**What is needed**
Where does the string "this" appear? Copy every line of the entries below that holds it.

*** Information supplied Section Begins ***

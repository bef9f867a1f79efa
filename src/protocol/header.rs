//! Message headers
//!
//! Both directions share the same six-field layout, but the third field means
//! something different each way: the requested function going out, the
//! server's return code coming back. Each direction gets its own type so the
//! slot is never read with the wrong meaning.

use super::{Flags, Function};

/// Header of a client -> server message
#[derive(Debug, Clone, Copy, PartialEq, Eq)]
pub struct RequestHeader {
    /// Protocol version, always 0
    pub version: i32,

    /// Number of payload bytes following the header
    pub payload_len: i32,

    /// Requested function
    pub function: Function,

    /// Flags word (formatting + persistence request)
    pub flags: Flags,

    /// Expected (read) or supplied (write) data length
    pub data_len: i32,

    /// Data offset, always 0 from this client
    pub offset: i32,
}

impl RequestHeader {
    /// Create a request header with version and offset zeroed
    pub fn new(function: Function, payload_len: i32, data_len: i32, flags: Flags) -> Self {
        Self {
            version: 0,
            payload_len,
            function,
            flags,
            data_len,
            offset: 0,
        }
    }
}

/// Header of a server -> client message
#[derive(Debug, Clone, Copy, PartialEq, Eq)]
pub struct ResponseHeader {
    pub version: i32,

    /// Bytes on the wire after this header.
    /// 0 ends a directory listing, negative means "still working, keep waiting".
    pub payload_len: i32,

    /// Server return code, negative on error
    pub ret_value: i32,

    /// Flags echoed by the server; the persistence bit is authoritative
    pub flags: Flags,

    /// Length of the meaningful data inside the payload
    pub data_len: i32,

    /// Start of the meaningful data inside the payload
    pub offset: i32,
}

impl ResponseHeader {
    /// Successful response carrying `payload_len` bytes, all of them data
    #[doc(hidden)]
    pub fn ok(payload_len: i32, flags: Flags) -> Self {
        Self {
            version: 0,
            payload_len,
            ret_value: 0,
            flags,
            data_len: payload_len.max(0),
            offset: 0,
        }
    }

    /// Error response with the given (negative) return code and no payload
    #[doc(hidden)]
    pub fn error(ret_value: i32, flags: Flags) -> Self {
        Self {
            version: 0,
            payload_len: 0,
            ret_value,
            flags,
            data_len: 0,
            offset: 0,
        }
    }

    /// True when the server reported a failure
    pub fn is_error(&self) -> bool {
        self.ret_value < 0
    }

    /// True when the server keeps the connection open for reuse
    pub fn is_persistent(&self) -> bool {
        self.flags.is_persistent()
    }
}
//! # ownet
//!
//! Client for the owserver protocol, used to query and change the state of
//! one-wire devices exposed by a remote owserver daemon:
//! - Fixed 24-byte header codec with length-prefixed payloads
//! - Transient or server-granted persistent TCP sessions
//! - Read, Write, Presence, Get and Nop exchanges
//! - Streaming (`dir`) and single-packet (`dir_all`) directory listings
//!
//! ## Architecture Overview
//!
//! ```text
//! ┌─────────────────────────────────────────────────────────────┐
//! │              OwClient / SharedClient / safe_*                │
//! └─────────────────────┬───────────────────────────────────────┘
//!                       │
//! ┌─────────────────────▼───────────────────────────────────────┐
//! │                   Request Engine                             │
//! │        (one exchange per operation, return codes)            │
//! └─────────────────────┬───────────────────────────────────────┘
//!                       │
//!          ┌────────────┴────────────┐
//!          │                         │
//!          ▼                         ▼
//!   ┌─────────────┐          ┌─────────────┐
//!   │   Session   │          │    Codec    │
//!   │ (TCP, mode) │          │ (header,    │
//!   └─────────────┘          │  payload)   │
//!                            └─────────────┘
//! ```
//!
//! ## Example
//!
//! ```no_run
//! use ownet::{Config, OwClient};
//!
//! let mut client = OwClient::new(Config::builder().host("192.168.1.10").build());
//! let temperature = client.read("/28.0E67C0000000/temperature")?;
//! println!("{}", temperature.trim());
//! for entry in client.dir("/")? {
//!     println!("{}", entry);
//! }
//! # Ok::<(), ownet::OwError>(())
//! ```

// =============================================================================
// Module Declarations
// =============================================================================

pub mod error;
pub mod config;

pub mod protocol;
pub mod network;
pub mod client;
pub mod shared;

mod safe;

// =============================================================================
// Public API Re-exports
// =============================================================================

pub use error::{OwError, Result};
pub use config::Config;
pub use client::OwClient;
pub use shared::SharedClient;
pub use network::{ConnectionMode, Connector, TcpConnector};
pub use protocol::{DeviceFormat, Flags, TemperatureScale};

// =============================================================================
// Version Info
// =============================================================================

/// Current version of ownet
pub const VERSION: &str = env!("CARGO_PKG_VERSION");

*** Information supplied Section Ends ***

**Response below**
    /// Data offset, always 0 from this client
    /// Bytes on the wire after this header.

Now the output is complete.